For most of her life Roxanne Bowman of Florence, Ore. thought of herself as a failure.
As a little girl struggling with deafness in one ear, as well as a litany of other ailments, she remembers people saying she should marry well because she wouldn't amount to anything,
Bowman was the guest speaker at the Lower Valley Christian Women's Club luncheon Monday.
As a little girl growing up in California, Bowman said she spoke with what sounded like a Boston accent due to her hearing problems.
She said she was without choice as she grew up relying on doctor to make decisions for her, as well as her parents.
In and out of hospitals, Bowman had her tonsils removed twice and her adenoids were taken out three times.
"During those early days my household was wrought with sickness," said Bowman, adding that her mother also suffered from illness.
"We lived our lives just a little bit above destitute," said Bowman. "But my mom never let us know, it was other kids who let us know."
Bowman said her father had to work two jobs just to pay the hospital bills.
Stress and illness led Bowman's mother to turn to alcohol, when Bowman was a teenager.
As she got older, Bowman expected to be able to make her own choices, but she was constantly told she made the wrong choices. As a young adult on her own, Bowman found her decision-making abilities lacking.
She fell in love with a man she hadn't met, then met him and married him.
"Twelve years later that marriage ended," she said, adding that at the time she had three little girls.
"I had a choice to work rather than go on the welfare system and I chose to work," said Bowman.
She said that her father taught her how to get a job, but not how to keep them.
"I wanted a job, but I didn't want to work," she said. "I lost just about every job I had, and I had lots of jobs."
Still raising her three little girls, Bowman decided to join what she called an alternative religious lifestyle.
She said as one living on the edge of the rock and roll era and the hippie era, in the religious lifestyle she chose she turned to alcohol and drugs.
"I made some really stupid, doozy choices," she said.
Looking for love, Bowman said she met a man who was the first person who ever told her she was worth anything.
"I thought it was due to all the mystical practices I was into," she said.
She tried to draw him into her lifestyle, but he gave her a choice. "He said, you can either have a beginning relationship with me and we're going to church or I'm out of here," said Bowman.
Making failing choice after failing choice, she said she decided it was better to give up the lifestyle she was living and risk going to "some lame church" because the man was someone who truly cared for her.
She said that she had thought that other people making choices for her was wrong, but added that sometimes we need someone to make our choice.
Bowman said she had been living a selfish life that was all about her, not her daughters or anyone else in her life.
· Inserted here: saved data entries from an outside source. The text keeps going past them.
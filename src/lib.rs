//! Tensor kernel linearizer
//!
//! Lowers a tensor expression tree over multi-dimensional buffers into a
//! flat, SSA-style sequence of micro-operations ("uops") ready for
//! codegen to GPU/CPU targets: symbolic index arithmetic is resolved,
//! loop nests and accumulators are emitted, local-memory reductions get
//! their barriers, and the finished graph is deduplicated and swept of
//! dead code.

/// Kernel context: buffers, axis partition, target capabilities
pub mod kernel;
/// The lowering driver
pub mod linearize;
/// Tensor AST definitions
pub mod ops;
/// Shape and stride tracking
pub mod shape;
/// Symbolic integer algebra
pub mod sym;
/// The uop IR
pub mod uop;

pub use self::kernel::{Buffer, Device, Kernel, KernelOpts, TargetFlags};
pub use self::linearize::{lower, Error, Linearizer, Program};
pub use self::ops::LazyOp;
pub use self::shape::ShapeTracker;
pub use self::sym::SymNode;
pub use self::uop::{UOp, UOpGraph, UOpId, UOpKind};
"I believed if it feels good, do it," she said.
She said she didn't think God loved her at all, but she added she was more scared of losing this man who loved her.
After her first time attending church, Bowman didn't plan on going back, but a couple weeks later she was back sitting in the pews.
She began to listen to the message being preached and after a few weeks she gave herself over to God, who was, in turn, setting her free from death.
"For the first time I felt just a glimmer of hope," she said. "I found my heart was stronger each day."
She was letting the true teaching of God's word guide her.
"Living life without God in my life I made wrong choices," said Bowman.
Before, she said she lived a life much like a butterfly fluttering from boyfriend to boyfriend, became involved with an adverse religious group, as well as drugs and alcohol.
"Anything I did on my own efforts was in my way," she added.
Without Jesus, Bowman realized she was separated from God.
"I was rejecting his free gift of life," she said.
Accepting Jesus, Bowman felt renewed after a life of living her own way and facing serious physical and mental consequences.
"I felt as if I had been renewed," she added.
After becoming a Christian, Bowman realized that the man who had brought her to church was not the man God had in mind for her. She later met and married her husband Vernon, whom she has been married to for 24 years.
With God, not all of life has been easy, but she has made a choice in her attitude and how she responds to life's bumps.
When her daughters became teenagers her ex-husband fought for custody and took her daughters away one at a time. Two years ago she learned she had a brain tumor in one-third of her brain.
She said that with her brain tumor there were three ways that God could have handled the situation. She could have surgery, be healed by God or He could "take me home," she said.
"I was OK with any of them," Bowman added.
Bowman went through surgery, and has found peace and joy in life, something she said was unforeseen as a child.
"When you give your life over to him He brings you peace and He brings you joy no matter what may come up," she added.